While computers, analytics and video/optics are a big part of today’s game, Wilson indicates he’s more old school and relies on a feel for the game.
“I love working with the younger coaches,’’ he said when practice ended at the Skate Zone. “They know the new elements in the game – the video elements, the computer side of things, the analytics. . .
“Well, I come in and have my own computer which is here (pointing to his head), my video is here (gesturing to his eyes) and I guess my analytics is my gut (pointing to this stomach).
“That feel is just an accumulation of hundreds of thousands of experiences you’ve seen. Then you draw something in, you don’t know where it comes from, you just have a gut feel.

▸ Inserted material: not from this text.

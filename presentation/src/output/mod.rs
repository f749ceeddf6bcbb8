//! Rendering of engine results for the terminal

pub mod console;
pub mod formatter;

That’s what I believe and maybe that’s what I can bring to a young coaching staff.’’
If the players have any questions about Wilson’s resume, they can just look up the Stanley Cup he won with the Dallas Stars in 1999.
The players had a chance to work with Wilson for the first time and came away with a good initial impression.

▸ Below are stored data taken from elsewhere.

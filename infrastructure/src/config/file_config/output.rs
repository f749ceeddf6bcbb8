//! Output configuration from TOML (`[output]` section)

use concord_domain::OutputFormat;
use serde::{Deserialize, Serialize};

pub use concord_domain::OutputFormat as FileOutputFormat;

/// Raw output configuration from TOML
#[derive(Debug, Clone, PartialEq, Serialize, Deserialize)]
#[serde(default)]
pub struct FileOutputConfig {
    /// Output format; `None` defers to the command line
    pub format: Option<OutputFormat>,
    /// Enable colored terminal output
    pub color: bool,
}

impl Default for FileOutputConfig {
    fn default() -> Self {
        Self {
            format: None,
            color: true,
        }
    }
}
//! Correlation rows
//!
//! A row keyed by (predicate, predicate polarity, target) estimates the
//! probability that a session approves `target` given that it voted
//! `predicate_polarity` on `predicate`.

use crate::core::ids::OptionId;
use serde::{Deserialize, Serialize};
use std::fmt;

/// Weight given to the stored value on every EMA step.
///
/// Higher values drift slower and are steadier under noisy votes.
pub const EMA_WEIGHT: f64 = 0.95;

/// Value every row starts at: no information either way.
pub const NEUTRAL_CORRELATION: f64 = 0.5;

/// Unique key of a correlation row
#[derive(Debug, Clone, Copy, PartialEq, Eq, Hash, PartialOrd, Ord, Serialize, Deserialize)]
pub struct CorrelationKey {
    pub predicate: OptionId,
    pub predicate_polarity: bool,
    pub target: OptionId,
}

impl CorrelationKey {
    pub fn new(predicate: OptionId, predicate_polarity: bool, target: OptionId) -> Self {
        Self {
            predicate,
            predicate_polarity,
            target,
        }
    }

    /// Whether `option` sits on either side of this key
    pub fn involves(&self, option: OptionId) -> bool {
        self.predicate == option || self.target == option
    }
}

impl fmt::Display for CorrelationKey {
    fn fmt(&self, f: &mut fmt::Formatter<'_>) -> fmt::Result {
        let sign = if self.predicate_polarity { '+' } else { '-' };
        write!(f, "{}{} -> {}", sign, self.predicate, self.target)
    }
}

/// Stored state of a correlation row (Value Object)
#[derive(Debug, Clone, Copy, PartialEq, Serialize, Deserialize)]
pub struct Correlation {
    /// Estimated approval probability, always within [0, 1]
    pub value: f64,
    /// Number of EMA updates applied so far
    pub count: u64,
}

impl Default for Correlation {
    fn default() -> Self {
        Self {
            value: NEUTRAL_CORRELATION,
            count: 0,
        }
    }
}

impl Correlation {
    /// Create a row state, clamping `value` into [0, 1]
    pub fn new(value: f64, count: u64) -> Self {
        Self {
            value: clamp_unit(value),
            count,
        }
    }

    /// Fold one observation into the estimate.
    ///
    /// `value = value * W + observed * (1 - W)`, then clamped back into
    /// [0, 1] to absorb rounding drift.
    pub fn apply_ema(&mut self, observed: f64) {
        let next = self.value * EMA_WEIGHT + observed * (1.0 - EMA_WEIGHT);
        self.value = clamp_unit(next);
        self.count += 1;
    }
}

/// Observation score for a target vote: 1.0 for approval, 0.0 otherwise
pub fn observed_score(target_polarity: bool) -> f64 {
    if target_polarity { 1.0 } else { 0.0 }
}

fn clamp_unit(value: f64) -> f64 {
    if value.is_nan() {
        NEUTRAL_CORRELATION
    } else {
        value.clamp(0.0, 1.0)
    }
}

As to what Wilson might be able to do to help get things turned around, several players used the word “communication’’ time and again.

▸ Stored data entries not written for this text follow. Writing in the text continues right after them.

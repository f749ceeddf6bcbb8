//! Correlation row lifecycle rules.
//!
//! Both rules are pure: they decide *which* rows to create or update and
//! with what observation, and leave the writes to the correlation store.
//!
//! # Vote update rule
//!
//! When session `S` casts polarity `p` on option `O`, every other option `C`
//! that `S` already voted `q` on forms a pair. Two rows are touched per pair:
//!
//! ```text
//! (C, q) -> O   observed = score(p)   "given S voted q on C, did S approve O?"
//! (O, p) -> C   observed = score(q)   "given S voted p on O, did S approve C?"
//! ```
//!
//! Rows whose predicate polarity contradicts the session's vote are never
//! touched, and only pairs involving `O` are visited.

use super::entities::{CorrelationKey, observed_score};
use crate::ballot::vote::{SessionVotes, VoteChange};
use crate::core::ids::OptionId;

/// One planned EMA step
#[derive(Debug, Clone, Copy, PartialEq)]
pub struct CorrelationUpdate {
    pub key: CorrelationKey,
    pub observed: f64,
}

/// Keys to create when `new_option` joins a ballot that already holds
/// `existing` options.
///
/// Four rows per existing option: both directions, both predicate
/// polarities. Returns nothing for an empty ballot.
pub fn initial_keys(new_option: OptionId, existing: &[OptionId]) -> Vec<CorrelationKey> {
    existing
        .iter()
        .copied()
        .filter(|e| *e != new_option)
        .flat_map(|e| {
            [
                CorrelationKey::new(e, true, new_option),
                CorrelationKey::new(e, false, new_option),
                CorrelationKey::new(new_option, true, e),
                CorrelationKey::new(new_option, false, e),
            ]
        })
        .collect()
}

/// Updates triggered by a vote write.
///
/// `session_votes` is the session's vote lookup; the voted option itself is
/// skipped if present. Non-genuine writes plan nothing.
pub fn plan_vote_updates(
    change: &VoteChange,
    session_votes: &SessionVotes,
) -> Vec<CorrelationUpdate> {
    if !change.is_genuine() {
        return Vec::new();
    }

    let vote = change.vote();
    let option = vote.option;
    let polarity = vote.polarity;

    session_votes
        .iter()
        .filter(|(counterpart, _)| *counterpart != option)
        .flat_map(|(counterpart, counterpart_polarity)| {
            [
                CorrelationUpdate {
                    key: CorrelationKey::new(counterpart, counterpart_polarity, option),
                    observed: observed_score(polarity),
                },
                CorrelationUpdate {
                    key: CorrelationKey::new(option, polarity, counterpart),
                    observed: observed_score(counterpart_polarity),
                },
            ]
        })
        .collect()
}

#[cfg(test)]
mod tests {
    use super::*;
    use crate::ballot::vote::UserVote;
    use crate::core::ids::{SessionId, VoteId};

    fn id(raw: u64) -> OptionId {
        OptionId::new(raw)
    }

    fn created(option: u64, polarity: bool) -> VoteChange {
        VoteChange::Created(UserVote {
            id: VoteId::new(100 + option),
            session: SessionId::new(1),
            option: id(option),
            polarity,
        })
    }

    #[test]
    fn test_initial_keys_empty_ballot() {
        assert!(initial_keys(id(1), &[]).is_empty());
    }

    #[test]
    fn test_initial_keys_four_per_existing_option() {
        let keys = initial_keys(id(3), &[id(1), id(2)]);
        assert_eq!(keys.len(), 8);
        assert!(keys.contains(&CorrelationKey::new(id(1), true, id(3))));
        assert!(keys.contains(&CorrelationKey::new(id(1), false, id(3))));
        assert!(keys.contains(&CorrelationKey::new(id(3), true, id(1))));
        assert!(keys.contains(&CorrelationKey::new(id(3), false, id(1))));
        assert!(keys.iter().all(|k| k.predicate != k.target));
    }

    #[test]
    fn test_initial_keys_skip_self() {
        assert!(initial_keys(id(1), &[id(1)]).is_empty());
    }

    #[test]
    fn test_first_vote_touches_nothing() {
        let votes: SessionVotes = [(id(1), true)].into_iter().collect();
        assert!(plan_vote_updates(&created(1, true), &votes).is_empty());
    }

    #[test]
    fn test_pair_updates_both_directions() {
        let votes: SessionVotes = [(id(1), true), (id(2), false)].into_iter().collect();
        let updates = plan_vote_updates(&created(2, false), &votes);

        assert_eq!(
            updates,
            vec![
                CorrelationUpdate {
                    key: CorrelationKey::new(id(1), true, id(2)),
                    observed: 0.0,
                },
                CorrelationUpdate {
                    key: CorrelationKey::new(id(2), false, id(1)),
                    observed: 1.0,
                },
            ]
        );
    }

    #[test]
    fn test_unchanged_vote_plans_nothing() {
        let votes: SessionVotes = [(id(1), true), (id(2), true)].into_iter().collect();
        let change = VoteChange::Unchanged(*created(2, true).vote());
        assert!(plan_vote_updates(&change, &votes).is_empty());
    }

    #[test]
    fn test_polarity_change_uses_new_polarity() {
        let votes: SessionVotes = [(id(1), true), (id(2), true)].into_iter().collect();
        let change = VoteChange::PolarityChanged {
            vote: *created(2, true).vote(),
            previous: false,
        };
        let updates = plan_vote_updates(&change, &votes);

        assert_eq!(updates.len(), 2);
        assert_eq!(updates[0].key, CorrelationKey::new(id(1), true, id(2)));
        assert_eq!(updates[0].observed, 1.0);
        assert_eq!(updates[1].key, CorrelationKey::new(id(2), true, id(1)));
    }
}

Better communication can lead to more consistent play. Perfect example: Last Saturday night, when the Flyers really cut down on their mental mistakes in a 4-2 road win over Pittsburgh.
Head coach Dave Hakstol says communication is about the most important element of an effective defense.
“No question among players,’’ Hakstol said. “It’s a little bit of a lost art, to be honest with you, in the game, the amount of communication between players on the ice.
“I’ll be honest with you, that starts at younger ages now. And it filters all the way through to the top levels. That’s one area. . .the game is so fast, the more you talk, the more you communicate, the easier it is to read and react to plays.’’
Andrew MacDonald agreed with that assessment.
“I think a lot of times when you do struggle, you know it’s a much easier time when you speak out there,’’ he said. “Just to make everyone is on the same page.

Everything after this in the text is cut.